Detection of intracytoplasmic antigens by flow cytometry.

A new technique is described for the detection of intracellular antigens by immunofluorescence and flow cytometry. The technique utilizes lysolecithin (lysophosphatidylcholine), a naturally occurring phospholipid, to permeabilize cell membranes and allow antibodies to reach intracellular antigens. The technique is rapid and sensitive, and retains sufficient integrity of the cells being treated to enable differentiation of cell types on the basis of light scatter (e.g., lymphocytes from monocytes).

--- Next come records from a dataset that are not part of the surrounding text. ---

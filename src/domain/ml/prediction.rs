use crate::domain::market::timeframe::Timeframe;
use crate::domain::ml::signal::{Direction, RiskLevel};
use chrono::{DateTime, Utc};
use serde::{Deserialize, Serialize};

/// Model output for one candle.
///
/// Uniquely keyed by (symbol, interval, open_time, model_key, model_version);
/// re-running inference over the same candle refreshes the row in place.
#[derive(Debug, Clone, PartialEq, Serialize, Deserialize)]
pub struct Prediction {
    pub id: Option<i64>,
    pub symbol: String,
    pub interval: Timeframe,
    pub open_time: DateTime<Utc>,
    pub target_time: DateTime<Utc>,
    pub model_key: String,
    pub model_version: i64,
    pub prob_up: f64,
    pub confidence: f64,
    pub direction: Direction,
    pub risk: RiskLevel,
    pub signal_id: Option<i64>,
    pub details_json: String,
    pub resolved_at: Option<DateTime<Utc>>,
    pub actual_up: Option<bool>,
    pub is_correct: Option<bool>,
    pub realized_return: Option<f64>,
}

impl Prediction {
    /// True when `other` addresses the same logical row (the upsert key)
    pub fn same_key(&self, other: &Prediction) -> bool {
        self.symbol == other.symbol
            && self.interval == other.interval
            && self.open_time == other.open_time
            && self.model_key == other.model_key
            && self.model_version == other.model_version
    }

    pub fn is_resolved(&self) -> bool {
        self.resolved_at.is_some()
    }
}

/// Outcome recorded once the target candle has closed
#[derive(Debug, Clone, PartialEq, Serialize, Deserialize)]
pub struct PredictionResolution {
    pub resolved_at: DateTime<Utc>,
    pub actual_up: bool,
    pub is_correct: bool,
    pub realized_return: f64,
}

/// Read filter for upstream consumers. `None` fields do not filter.
#[derive(Debug, Clone, Default)]
pub struct PredictionFilter {
    pub symbol: Option<String>,
    pub interval: Option<Timeframe>,
    pub model_key: Option<String>,
    pub from: Option<DateTime<Utc>>,
    pub to: Option<DateTime<Utc>>,
    pub limit: Option<usize>,
}

impl PredictionFilter {
    pub fn matches(&self, p: &Prediction) -> bool {
        self.symbol.as_ref().is_none_or(|s| *s == p.symbol)
            && self.interval.is_none_or(|i| i == p.interval)
            && self.model_key.as_ref().is_none_or(|k| *k == p.model_key)
            && self.from.is_none_or(|f| p.open_time >= f)
            && self.to.is_none_or(|t| p.open_time <= t)
    }
}
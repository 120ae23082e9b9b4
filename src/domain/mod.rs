// Market data domain
pub mod market;

// ML signal domain
pub mod ml;

// Port interfaces
pub mod ports;

// Repository traits
pub mod repositories;

// Domain-specific error types
pub mod errors;
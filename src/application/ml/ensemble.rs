//! Fusion rules shared by the inference service: probability to direction,
//! risk buckets, anomaly damping and the weighted ensemble score.

use crate::domain::ml::signal::is_ml_indicator;
use crate::domain::ml::{Direction, RiskLevel, Signal};
use serde::{Deserialize, Serialize};

/// Component weights of the ensemble score.
///
/// Missing components (no active model) drop out and the remaining weights
/// are renormalised.
#[derive(Debug, Clone, Copy, PartialEq, Serialize, Deserialize)]
pub struct EnsembleWeights {
    pub classic: f64,
    pub logreg: f64,
    pub xgboost: f64,
}

impl Default for EnsembleWeights {
    fn default() -> Self {
        Self {
            classic: 0.3,
            logreg: 0.35,
            xgboost: 0.35,
        }
    }
}

/// Weighted mean of the classic score and each model's `2p - 1`, in [-1, 1].
///
/// The classic score always participates; a model probability that is
/// `None` (no active model) is left out of both numerator and denominator.
pub fn combine_scores(
    weights: &EnsembleWeights,
    classic_score: f64,
    logreg_prob: Option<f64>,
    xgboost_prob: Option<f64>,
) -> f64 {
    let mut components = vec![(weights.classic.max(0.0), classic_score.clamp(-1.0, 1.0))];
    if let Some(p) = logreg_prob {
        components.push((weights.logreg.max(0.0), 2.0 * p.clamp(0.0, 1.0) - 1.0));
    }
    if let Some(p) = xgboost_prob {
        components.push((weights.xgboost.max(0.0), 2.0 * p.clamp(0.0, 1.0) - 1.0));
    }

    let total_weight: f64 = components.iter().map(|(w, _)| w).sum();
    if total_weight <= 0.0 {
        return 0.0;
    }
    let score = components.iter().map(|(w, s)| w * s).sum::<f64>() / total_weight;
    score.clamp(-1.0, 1.0)
}

/// Long at or above `long_threshold`, short at or below `short_threshold`
pub fn direction_from_prob(prob_up: f64, long_threshold: f64, short_threshold: f64) -> Direction {
    if prob_up >= long_threshold {
        Direction::Long
    } else if prob_up <= short_threshold {
        Direction::Short
    } else {
        Direction::Hold
    }
}

/// Direction of a fused score: the dead zone is `(-threshold, +threshold)`
pub fn ensemble_direction(score: f64, threshold: f64) -> Direction {
    let threshold = threshold.abs();
    if score >= threshold && score > 0.0 {
        Direction::Long
    } else if score <= -threshold && score < 0.0 {
        Direction::Short
    } else {
        Direction::Hold
    }
}

/// `|p - 0.5| * 2`
pub fn confidence_from_prob(prob_up: f64) -> f64 {
    ((prob_up.clamp(0.0, 1.0) - 0.5).abs() * 2.0).clamp(0.0, 1.0)
}

pub fn risk_from_confidence(confidence: f64) -> RiskLevel {
    let level = if confidence >= 0.80 {
        2
    } else if confidence >= 0.60 {
        3
    } else if confidence >= 0.40 {
        4
    } else {
        5
    };
    RiskLevel::clamped(level)
}

pub fn risk_from_anomaly(score: f64) -> RiskLevel {
    let level = if score >= 0.9 {
        2
    } else if score >= 0.75 {
        3
    } else if score >= 0.6 {
        4
    } else {
        5
    };
    RiskLevel::clamped(level)
}

/// `clamp(1 - damp_max * score, 0, 1)`
pub fn damp_factor(anomaly_score: f64, damp_max: f64) -> f64 {
    (1.0 - damp_max * anomaly_score).clamp(0.0, 1.0)
}

/// Weighted vote of classic (non-ML) signals in [-1, 1], 0 when none.
///
/// Each signal votes +1 long, -1 short, 0 hold with weight
/// `max((6 - risk) / 5, 0)`; votes are averaged over the matching signals.
pub fn classic_score(signals: &[Signal]) -> f64 {
    let votes: Vec<f64> = signals
        .iter()
        .filter(|s| !is_ml_indicator(&s.indicator))
        .map(|s| {
            let weight = ((6.0 - s.risk.value() as f64) / 5.0).max(0.0);
            s.direction.vote() * weight
        })
        .collect();

    if votes.is_empty() {
        return 0.0;
    }
    (votes.iter().sum::<f64>() / votes.len() as f64).clamp(-1.0, 1.0)
}

/// Round to 4 decimals for audit JSON
pub fn round4(value: f64) -> f64 {
    (value * 10_000.0).round() / 10_000.0
}
//! Push-based observability for the ML signal service
//!
//! Observability is **outbound data only**, no HTTP server:
//!
//! 1. **Structured JSON Logs**: one `METRICS_JSON:` line per cycle on stdout
//! 2. **Prometheus text**: `Metrics::render` for the `metrics` CLI command
//!    or a pushgateway sidecar

pub mod metrics;
pub mod reporter;

pub use metrics::Metrics;
pub use reporter::MetricsReporter;
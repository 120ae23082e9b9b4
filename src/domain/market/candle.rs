use crate::domain::market::timeframe::Timeframe;
use chrono::{DateTime, Utc};
use rust_decimal::Decimal;
use serde::{Deserialize, Serialize};

/// OHLCV bar as written by the market-data ingester
#[derive(Debug, Clone, PartialEq, Serialize, Deserialize)]
pub struct Candle {
    pub symbol: String,
    pub interval: Timeframe,
    pub open_time: DateTime<Utc>,
    pub open: Decimal,
    pub high: Decimal,
    pub low: Decimal,
    pub close: Decimal,
    pub volume: Decimal,
}
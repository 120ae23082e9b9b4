//! mlsignal - ML trading signal service
//!
//! Trains directional models and anomaly detectors on engineered features,
//! scores the latest candles, emits ML signals and grades past predictions.
//!
//! # Usage
//! ```sh
//! mlsignal migrate
//! mlsignal import-features --input rows.csv
//! mlsignal cycle --train
//! mlsignal run
//! ```
//!
//! Configuration comes from the environment (and `.env`); see `Config::from_env`.

use anyhow::Result;
use chrono::Utc;
use clap::{Parser, Subcommand};
use mlsignal::application::system::{Application, CancellationToken};
use mlsignal::config::{Config, LogFormat, ObservabilityEnvConfig};
use mlsignal::domain::repositories::ModelRegistry;
use mlsignal::infrastructure::persistence::Database;
use mlsignal::infrastructure::persistence::feature_import::read_feature_csv;
use mlsignal::infrastructure::persistence::repositories::{
    SqliteFeatureStore, SqliteModelRegistry,
};
use serde::Serialize;
use std::path::PathBuf;
use tracing::info;
use tracing_subscriber::EnvFilter;
use tracing_subscriber::prelude::*;

#[derive(Parser)]
#[command(author, version, about = "ML signal training and inference service", long_about = None)]
struct Cli {
    #[command(subcommand)]
    command: Commands,
}

#[derive(Subcommand)]
enum Commands {
    /// Create the database schema
    Migrate,
    /// Load feature rows from a CSV export into the feature store
    ImportFeatures {
        #[arg(short, long)]
        input: PathBuf,
    },
    /// Train every model family once and apply the promotion gates
    Train,
    /// Score the latest feature rows with the active models
    Infer,
    /// Grade due predictions against realised candles
    Resolve,
    /// Refresh, infer and resolve once (and train with --train)
    Cycle {
        #[arg(long)]
        train: bool,
    },
    /// Run the scheduler until Ctrl+C
    Run,
    /// List registry versions of a model key
    Models {
        #[arg(short, long)]
        key: String,
    },
    /// Print the Prometheus metrics after one cycle
    Metrics,
}

fn init_tracing(format: LogFormat) {
    let filter = EnvFilter::try_from_default_env().unwrap_or_else(|_| EnvFilter::new("info"));

    let (pretty, json) = match format {
        LogFormat::Pretty => (
            Some(tracing_subscriber::fmt::layer().with_target(false)),
            None,
        ),
        LogFormat::Json => (None, Some(tracing_subscriber::fmt::layer().json())),
    };

    tracing_subscriber::registry()
        .with(filter)
        .with(pretty)
        .with(json)
        .init();
}

fn print_json<T: Serialize>(value: &T) -> Result<()> {
    println!("{}", serde_json::to_string_pretty(value)?);
    Ok(())
}

#[tokio::main]
async fn main() -> Result<()> {
    // Load environment variables
    dotenvy::dotenv().ok();

    let cli = Cli::parse();
    init_tracing(ObservabilityEnvConfig::from_env().log_format);
    let config = Config::from_env()?;

    info!("mlsignal {} starting...", env!("CARGO_PKG_VERSION"));

    match cli.command {
        Commands::Migrate => {
            Database::new(&config.database_url).await?;
            info!("Schema ready at {}", config.database_url);
        }
        Commands::ImportFeatures { input } => {
            let db = Database::new(&config.database_url).await?;
            let rows = read_feature_csv(&input)?;
            let stored = SqliteFeatureStore::new(db.pool.clone())
                .upsert_rows(&rows)
                .await?;
            info!("Imported {} feature rows from {:?}", stored, input);
        }
        Commands::Models { key } => {
            let db = Database::new(&config.database_url).await?;
            let registry = SqliteModelRegistry::new(db.pool.clone());
            let versions = registry.list_model_versions(&key).await?;
            if versions.is_empty() {
                println!("No versions registered for {}", key);
            }
            for v in versions {
                println!(
                    "{:<12} v{:<4} {} {}..{} {}",
                    v.model_key,
                    v.version,
                    if v.is_active { "ACTIVE  " } else { "inactive" },
                    v.trained_from.format("%Y-%m-%d"),
                    v.trained_to.format("%Y-%m-%d"),
                    v.metrics_json
                );
            }
        }
        Commands::Train => {
            let app = Application::build(config).await?;
            let report = app
                .signal_service()
                .train(Utc::now(), &CancellationToken::new())
                .await?;
            print_json(&report)?;
        }
        Commands::Infer => {
            let app = Application::build(config).await?;
            let report = app
                .signal_service()
                .infer(&CancellationToken::new())
                .await?;
            print_json(&report)?;
        }
        Commands::Resolve => {
            let app = Application::build(config).await?;
            let report = app
                .signal_service()
                .resolve(Utc::now(), &CancellationToken::new())
                .await?;
            print_json(&report)?;
        }
        Commands::Cycle { train } => {
            let app = Application::build(config).await?;
            let report = app.run_cycle(train, &CancellationToken::new()).await;
            print_json(&report)?;
            if let Some(err) = report.first_error {
                anyhow::bail!("Cycle failed: {}", err);
            }
        }
        Commands::Run => {
            let app = Application::build(config).await?;
            info!("Scheduler running. Press Ctrl+C to shutdown.");
            app.start().await?;
        }
        Commands::Metrics => {
            let app = Application::build(config).await?;
            app.run_cycle(false, &CancellationToken::new()).await;
            print!("{}", app.metrics().render());
        }
    }

    Ok(())
}
use thiserror::Error;

/// Errors raised by the ML signal pipeline.
///
/// Storage adapters and services return `anyhow::Result`; these typed errors
/// travel inside it so callers can tell benign conditions apart with
/// `downcast_ref::<MlError>()`.
#[derive(Debug, Error)]
pub enum MlError {
    #[error("Insufficient samples for {context}: have {have}, need {need}")]
    InsufficientSamples {
        context: String,
        have: usize,
        need: usize,
    },

    #[error("Invalid dataset: {reason}")]
    InvalidDataset { reason: String },

    #[error("Model version not found: {model_key} v{version}")]
    ModelVersionNotFound { model_key: String, version: i64 },

    #[error("Invalid model artifact for {model_key}: {reason}")]
    InvalidArtifact { model_key: String, reason: String },

    #[error("Training failed for {model_key}: {reason}")]
    TrainingFailed { model_key: String, reason: String },

    #[error("No rows affected when updating {entity} {id}")]
    NoRowsAffected { entity: &'static str, id: i64 },

    #[error("Operation cancelled")]
    Cancelled,
}

impl MlError {
    /// Conditions that abort only the current sub-run and never the cycle
    pub fn is_soft(&self) -> bool {
        matches!(
            self,
            MlError::InsufficientSamples { .. }
                | MlError::InvalidDataset { .. }
                | MlError::InvalidArtifact { .. }
                | MlError::TrainingFailed { .. }
        )
    }
}

/// True when `err` carries an `MlError::NoRowsAffected` anywhere in its chain
pub fn is_no_rows_affected(err: &anyhow::Error) -> bool {
    err.chain().any(|cause| {
        matches!(
            cause.downcast_ref::<MlError>(),
            Some(MlError::NoRowsAffected { .. })
        )
    })
}

pub fn is_cancelled(err: &anyhow::Error) -> bool {
    err.chain()
        .any(|cause| matches!(cause.downcast_ref::<MlError>(), Some(MlError::Cancelled)))
}

#[cfg(test)]
mod tests {
    use super::*;
    use anyhow::Context;

    #[test]
    fn test_insufficient_samples_formatting() {
        let err = MlError::InsufficientSamples {
            context: "directional training".to_string(),
            have: 120,
            need: 500,
        };

        let msg = err.to_string();
        assert!(msg.contains("directional training"));
        assert!(msg.contains("120"));
        assert!(msg.contains("500"));
        assert!(err.is_soft());
    }

    #[test]
    fn test_no_rows_affected_detected_through_context() {
        let err: anyhow::Result<()> = Err(MlError::NoRowsAffected {
            entity: "prediction",
            id: 7,
        }
        .into());
        let wrapped = err.context("Failed to resolve prediction").unwrap_err();
        assert!(is_no_rows_affected(&wrapped));
        assert!(!is_cancelled(&wrapped));
    }

    #[test]
    fn test_registry_errors_are_not_soft() {
        let err = MlError::ModelVersionNotFound {
            model_key: "logreg".to_string(),
            version: 3,
        };
        assert!(!err.is_soft());
        assert!(err.to_string().contains("logreg v3"));
    }
}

Permeabilization of cells following lysolecithin was assessed using standard techniques including trypan blue exclusion, propidium iodide staining, and hydrolysis of fluorescein diacetate. Lysolecithin treatment was accompanied by only minimal increases in non-specific background fluorescence, and no increase in autofluorescence. Our studies have demonstrated that lysolecithin treatment of human mononuclear cell populations permits flow cytometric analysis of cytoskeletal structures, including intermediate filaments, as well as cytoplasmic immunoglobulin. Studies currently in progress in our laboratory have demonstrated broad intracellular reactivity with some monoclonal antibodies identifying leukocyte differentiation and tumor-associated antigens. These findings contrast with the more restricted expression of these antigens on the cell surface and demonstrate not only the value of the lysolecithin technique but also the importance of the study of intracellular antigens in our overall understanding of the specificity, distribution, synthesis, and function of cellular antigens.